▶ Required action:
Check each line below for the word "FieldErrors", and copy those that have it.

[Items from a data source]

⁂

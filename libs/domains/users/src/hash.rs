use argon2::{
    Argon2,
    password_hash::{PasswordHash, PasswordHasher, PasswordVerifier, SaltString, rand_core::OsRng},
};
use async_trait::async_trait;

use crate::error::{UserError, UserResult};

/// Password hashing capability consumed by the use cases
#[cfg_attr(test, mockall::automock)]
#[async_trait]
pub trait HashProvider: Send + Sync {
    /// Hash a plain-text password
    async fn generate_hash(&self, plain: &str) -> UserResult<String>;

    /// Check a plain-text password against a stored hash
    async fn compare_hash(&self, plain: &str, hash: &str) -> UserResult<bool>;
}

/// Argon2id implementation producing PHC-formatted hashes
#[derive(Debug, Clone, Default)]
pub struct Argon2HashProvider {
    argon2: Argon2<'static>,
}

impl Argon2HashProvider {
    pub fn new() -> Self {
        Self::default()
    }
}

#[async_trait]
impl HashProvider for Argon2HashProvider {
    async fn generate_hash(&self, plain: &str) -> UserResult<String> {
        let salt = SaltString::generate(&mut OsRng);

        self.argon2
            .hash_password(plain.as_bytes(), &salt)
            .map(|hash| hash.to_string())
            .map_err(|e| UserError::PasswordHash(e.to_string()))
    }

    async fn compare_hash(&self, plain: &str, hash: &str) -> UserResult<bool> {
        let parsed_hash =
            PasswordHash::new(hash).map_err(|e| UserError::PasswordHash(e.to_string()))?;

        Ok(self
            .argon2
            .verify_password(plain.as_bytes(), &parsed_hash)
            .is_ok())
    }
}
use serde::{Deserialize, Serialize};
use serde_json::Value;
use std::fmt;

/// Page size used when a request carries no valid `perPage`
pub const DEFAULT_PER_PAGE: usize = 15;

#[derive(Debug, Clone, Copy, Default, PartialEq, Eq, Serialize, Deserialize)]
#[serde(rename_all = "lowercase")]
pub enum SortDirection {
    Asc,
    #[default]
    Desc,
}

impl SortDirection {
    /// Only a case-insensitive `"asc"` is ascending; anything else is `Desc`
    pub fn from_value(value: Option<&Value>) -> Self {
        match value {
            Some(Value::String(s)) if s.to_lowercase() == "asc" => SortDirection::Asc,
            _ => SortDirection::Desc,
        }
    }

    pub fn is_ascending(&self) -> bool {
        matches!(self, SortDirection::Asc)
    }
}

impl fmt::Display for SortDirection {
    fn fmt(&self, f: &mut fmt::Formatter<'_>) -> fmt::Result {
        match self {
            SortDirection::Asc => write!(f, "asc"),
            SortDirection::Desc => write!(f, "desc"),
        }
    }
}

/// Raw search request, exactly as it arrived.
///
/// Fields are untyped JSON so that query strings and payloads of any shape
/// can be handed over; [`SearchParams`] does the normalization.
#[derive(Debug, Clone, Default, PartialEq, Serialize, Deserialize)]
#[serde(rename_all = "camelCase", default)]
pub struct SearchInput {
    pub page: Option<Value>,
    pub per_page: Option<Value>,
    pub sort: Option<Value>,
    pub sort_direction: Option<Value>,
    pub filter: Option<Value>,
}

impl SearchInput {
    pub fn page(mut self, page: impl Into<Value>) -> Self {
        self.page = Some(page.into());
        self
    }

    pub fn per_page(mut self, per_page: impl Into<Value>) -> Self {
        self.per_page = Some(per_page.into());
        self
    }

    pub fn sort(mut self, sort: impl Into<Value>) -> Self {
        self.sort = Some(sort.into());
        self
    }

    pub fn sort_direction(mut self, direction: impl Into<Value>) -> Self {
        self.sort_direction = Some(direction.into());
        self
    }

    pub fn filter(mut self, filter: impl Into<Value>) -> Self {
        self.filter = Some(filter.into());
        self
    }
}

/// Normalized query: page, page size, sort and filter.
///
/// Construction never fails. Malformed values fall back to their defaults,
/// so code receiving a `SearchParams` never has to re-check it.
#[derive(Debug, Clone, PartialEq, Eq, Serialize, Deserialize)]
#[serde(rename_all = "camelCase", from = "SearchInput")]
pub struct SearchParams {
    page: usize,
    per_page: usize,
    sort: Option<String>,
    sort_direction: Option<SortDirection>,
    filter: Option<String>,
}

impl SearchParams {
    pub fn new(input: SearchInput) -> Self {
        Self::with_default_per_page(input, DEFAULT_PER_PAGE)
    }

    /// Same as [`SearchParams::new`] with a different fallback page size
    pub fn with_default_per_page(input: SearchInput, default_per_page: usize) -> Self {
        let sort = coerce_text(input.sort.as_ref());
        let sort_direction = sort
            .as_ref()
            .map(|_| SortDirection::from_value(input.sort_direction.as_ref()));

        Self {
            page: positive_or(input.page.as_ref(), 1),
            per_page: positive_or(input.per_page.as_ref(), default_per_page.max(1)),
            sort,
            sort_direction,
            filter: coerce_text(input.filter.as_ref()),
        }
    }

    pub fn page(&self) -> usize {
        self.page
    }

    pub fn per_page(&self) -> usize {
        self.per_page
    }

    pub fn sort(&self) -> Option<&str> {
        self.sort.as_deref()
    }

    /// `None` exactly when there is no sort field
    pub fn sort_direction(&self) -> Option<SortDirection> {
        self.sort_direction
    }

    pub fn filter(&self) -> Option<&str> {
        self.filter.as_deref()
    }
}

impl Default for SearchParams {
    fn default() -> Self {
        Self::new(SearchInput::default())
    }
}

impl From<SearchInput> for SearchParams {
    fn from(input: SearchInput) -> Self {
        Self::new(input)
    }
}

/// Positive integers pass; numeric strings are parsed (query strings);
/// fractions, booleans, zero, negatives and everything else fall back.
fn positive_or(value: Option<&Value>, fallback: usize) -> usize {
    let parsed = match value {
        Some(Value::Number(n)) => n.as_u64().or_else(|| {
            n.as_f64()
                .filter(|f| f.fract() == 0.0 && *f > 0.0 && *f <= u64::MAX as f64)
                .map(|f| f as u64)
        }),
        Some(Value::String(s)) => s.trim().parse::<u64>().ok(),
        _ => None,
    };

    parsed
        .and_then(|n| usize::try_from(n).ok())
        .filter(|n| *n > 0)
        .unwrap_or(fallback)
}

/// Scalars become their string form; empty strings, null and compound values are `None`
fn coerce_text(value: Option<&Value>) -> Option<String> {
    match value? {
        Value::String(s) if s.is_empty() => None,
        Value::String(s) => Some(s.clone()),
        Value::Number(n) => Some(n.to_string()),
        Value::Bool(b) => Some(b.to_string()),
        Value::Null | Value::Array(_) | Value::Object(_) => None,
    }
}

/// One page of results plus the metadata needed to render pagination.
///
/// Serializes as `{ items, total, currentPage, perPage, lastPage, sort,
/// sortDirection, filter }`.
#[derive(Debug, Clone, PartialEq, Serialize)]
#[serde(rename_all = "camelCase")]
pub struct SearchResult<T> {
    items: Vec<T>,
    total: usize,
    current_page: usize,
    per_page: usize,
    last_page: usize,
    sort: Option<String>,
    sort_direction: Option<SortDirection>,
    filter: Option<String>,
}

impl<T> SearchResult<T> {
    /// `total` counts every match before pagination; the query is echoed back
    pub fn new(items: Vec<T>, total: usize, params: &SearchParams) -> Self {
        let per_page = params.per_page().max(1);
        Self {
            items,
            total,
            current_page: params.page(),
            per_page,
            last_page: total.div_ceil(per_page).max(1),
            sort: params.sort.clone(),
            sort_direction: params.sort_direction,
            filter: params.filter.clone(),
        }
    }

    pub fn items(&self) -> &[T] {
        &self.items
    }

    pub fn into_items(self) -> Vec<T> {
        self.items
    }

    pub fn total(&self) -> usize {
        self.total
    }

    pub fn current_page(&self) -> usize {
        self.current_page
    }

    pub fn per_page(&self) -> usize {
        self.per_page
    }

    pub fn last_page(&self) -> usize {
        self.last_page
    }

    pub fn sort(&self) -> Option<&str> {
        self.sort.as_deref()
    }

    pub fn sort_direction(&self) -> Option<SortDirection> {
        self.sort_direction
    }

    pub fn filter(&self) -> Option<&str> {
        self.filter.as_deref()
    }

    /// Convert every item, keeping the pagination metadata
    pub fn map<U>(self, f: impl FnMut(T) -> U) -> SearchResult<U> {
        SearchResult {
            items: self.items.into_iter().map(f).collect(),
            total: self.total,
            current_page: self.current_page,
            per_page: self.per_page,
            last_page: self.last_page,
            sort: self.sort,
            sort_direction: self.sort_direction,
            filter: self.filter,
        }
    }
}
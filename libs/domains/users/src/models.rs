use chrono::{DateTime, Utc};
use core_repository::{Entity, FieldErrors, SortKey, Sortable};
use serde::{Deserialize, Serialize};
use validator::{Validate, ValidationError};

pub const MAX_LENGTH_NAME: u64 = 255;
pub const MAX_LENGTH_EMAIL: u64 = 255;
pub const MAX_LENGTH_PASSWORD: u64 = 100;

/// Custom validator rejecting empty strings
fn not_empty(value: &str) -> Result<(), ValidationError> {
    if value.is_empty() {
        return Err(ValidationError::new("not_empty"));
    }
    Ok(())
}

/// Properties of a user account
#[derive(Debug, Clone, PartialEq, Serialize, Deserialize, Validate)]
#[serde(rename_all = "camelCase")]
pub struct UserProps {
    #[validate(
        custom(function = "not_empty", message = "name should not be empty"),
        length(max = MAX_LENGTH_NAME, message = "name must be shorter than or equal to 255 characters")
    )]
    pub name: String,
    #[validate(
        custom(function = "not_empty", message = "email should not be empty"),
        email(message = "email must be an email"),
        length(max = MAX_LENGTH_EMAIL, message = "email must be shorter than or equal to 255 characters")
    )]
    pub email: String,
    /// Password hash, never the plain password
    #[validate(
        custom(function = "not_empty", message = "password should not be empty"),
        length(max = MAX_LENGTH_PASSWORD, message = "password must be shorter than or equal to 100 characters")
    )]
    pub password: String,
    pub created_at: DateTime<Utc>,
}

impl UserProps {
    pub fn new(name: impl Into<String>, email: impl Into<String>, password: impl Into<String>) -> Self {
        Self {
            name: name.into(),
            email: email.into(),
            password: password.into(),
            created_at: Utc::now(),
        }
    }

    /// Check every rule, collecting all violations
    pub fn check(&self) -> Result<(), FieldErrors> {
        self.validate().map_err(FieldErrors::from)
    }
}

impl Sortable for UserProps {
    fn sort_key(&self, field: &str) -> Option<SortKey> {
        match field {
            "name" => Some(self.name.as_str().into()),
            "createdAt" => Some(self.created_at.into()),
            _ => None,
        }
    }
}

/// User entity
pub type User = Entity<UserProps>;

/// Construction and mutation rules of a [`User`].
///
/// Every path re-validates the whole property bag, so a `User` in hand is
/// always valid.
pub trait UserEntity: Sized {
    fn create(props: UserProps, id: Option<String>) -> Result<Self, FieldErrors>;

    fn update_name(&mut self, name: impl Into<String>) -> Result<(), FieldErrors>;

    fn update_password(&mut self, password_hash: impl Into<String>) -> Result<(), FieldErrors>;
}

impl UserEntity for User {
    fn create(props: UserProps, id: Option<String>) -> Result<Self, FieldErrors> {
        props.check()?;
        Ok(Entity::new(props, id))
    }

    fn update_name(&mut self, name: impl Into<String>) -> Result<(), FieldErrors> {
        let props = UserProps {
            name: name.into(),
            ..self.props().clone()
        };
        props.check()?;
        self.replace_props(props);
        Ok(())
    }

    fn update_password(&mut self, password_hash: impl Into<String>) -> Result<(), FieldErrors> {
        let props = UserProps {
            password: password_hash.into(),
            ..self.props().clone()
        };
        props.check()?;
        self.replace_props(props);
        Ok(())
    }
}

/// User output DTO (without the password hash)
#[derive(Debug, Clone, PartialEq, Serialize, Deserialize)]
#[serde(rename_all = "camelCase")]
pub struct UserOutput {
    pub id: String,
    pub name: String,
    pub email: String,
    pub created_at: DateTime<Utc>,
}

impl From<&User> for UserOutput {
    fn from(user: &User) -> Self {
        let props = user.props();
        Self {
            id: user.id().to_string(),
            name: props.name.clone(),
            email: props.email.clone(),
            created_at: props.created_at,
        }
    }
}

impl From<User> for UserOutput {
    fn from(user: User) -> Self {
        UserOutput::from(&user)
    }
}

/// DTO for signing up. Missing fields deserialize as empty strings.
#[derive(Debug, Clone, Default, Serialize, Deserialize)]
#[serde(default)]
pub struct SignUpInput {
    pub name: String,
    pub email: String,
    pub password: String,
}

/// DTO for signing in
#[derive(Debug, Clone, Default, Serialize, Deserialize)]
#[serde(default)]
pub struct SignInInput {
    pub email: String,
    pub password: String,
}

/// DTO for updating a profile
#[derive(Debug, Clone, Default, Serialize, Deserialize)]
#[serde(default)]
pub struct UpdateUserInput {
    pub id: String,
    pub name: String,
}

/// DTO for changing a password
#[derive(Debug, Clone, Default, Serialize, Deserialize)]
#[serde(default, rename_all = "camelCase")]
pub struct UpdatePasswordInput {
    pub id: String,
    pub password: String,
    pub old_password: String,
}
use core_repository::{FieldErrors, RepositoryError};
use thiserror::Error;

#[derive(Debug, Error)]
pub enum UserError {
    #[error("{0}")]
    NotFound(String),

    #[error("{0}")]
    Conflict(String),

    #[error("{0}")]
    BadRequest(String),

    #[error("Invalid credentials")]
    InvalidCredentials,

    #[error("{0}")]
    InvalidPassword(String),

    #[error(transparent)]
    Validation(#[from] FieldErrors),

    #[error("Password hashing error: {0}")]
    PasswordHash(String),
}

pub type UserResult<T> = Result<T, UserError>;

impl UserError {
    /// Stable machine-readable error type, for callers rendering errors
    pub fn error_type(&self) -> &'static str {
        match self {
            UserError::NotFound(_) => "not_found",
            UserError::Conflict(_) => "duplicate",
            UserError::BadRequest(_) => "bad_request",
            UserError::InvalidCredentials => "invalid_credentials",
            UserError::InvalidPassword(_) => "invalid_password",
            UserError::Validation(_) => "validation_error",
            UserError::PasswordHash(_) => "internal_error",
        }
    }
}

impl From<RepositoryError> for UserError {
    fn from(err: RepositoryError) -> Self {
        match err {
            RepositoryError::NotFound(msg) => UserError::NotFound(msg),
            RepositoryError::Conflict(msg) => UserError::Conflict(msg),
        }
    }
}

⁂

▶ Exercise solution:
use core_repository::{Entity, FieldErrors, SortKey, Sortable};
    pub fn check(&self) -> Result<(), FieldErrors> {
        self.validate().map_err(FieldErrors::from)
    fn create(props: UserProps, id: Option<String>) -> Result<Self, FieldErrors>;
    fn update_name(&mut self, name: impl Into<String>) -> Result<(), FieldErrors>;
    fn update_password(&mut self, password_hash: impl Into<String>) -> Result<(), FieldErrors>;
    fn create(props: UserProps, id: Option<String>) -> Result<Self, FieldErrors> {
    fn update_name(&mut self, name: impl Into<String>) -> Result<(), FieldErrors> {
    fn update_password(&mut self, password_hash: impl Into<String>) -> Result<(), FieldErrors> {
use core_repository::{FieldErrors, RepositoryError};
    Validation(#[from] FieldErrors),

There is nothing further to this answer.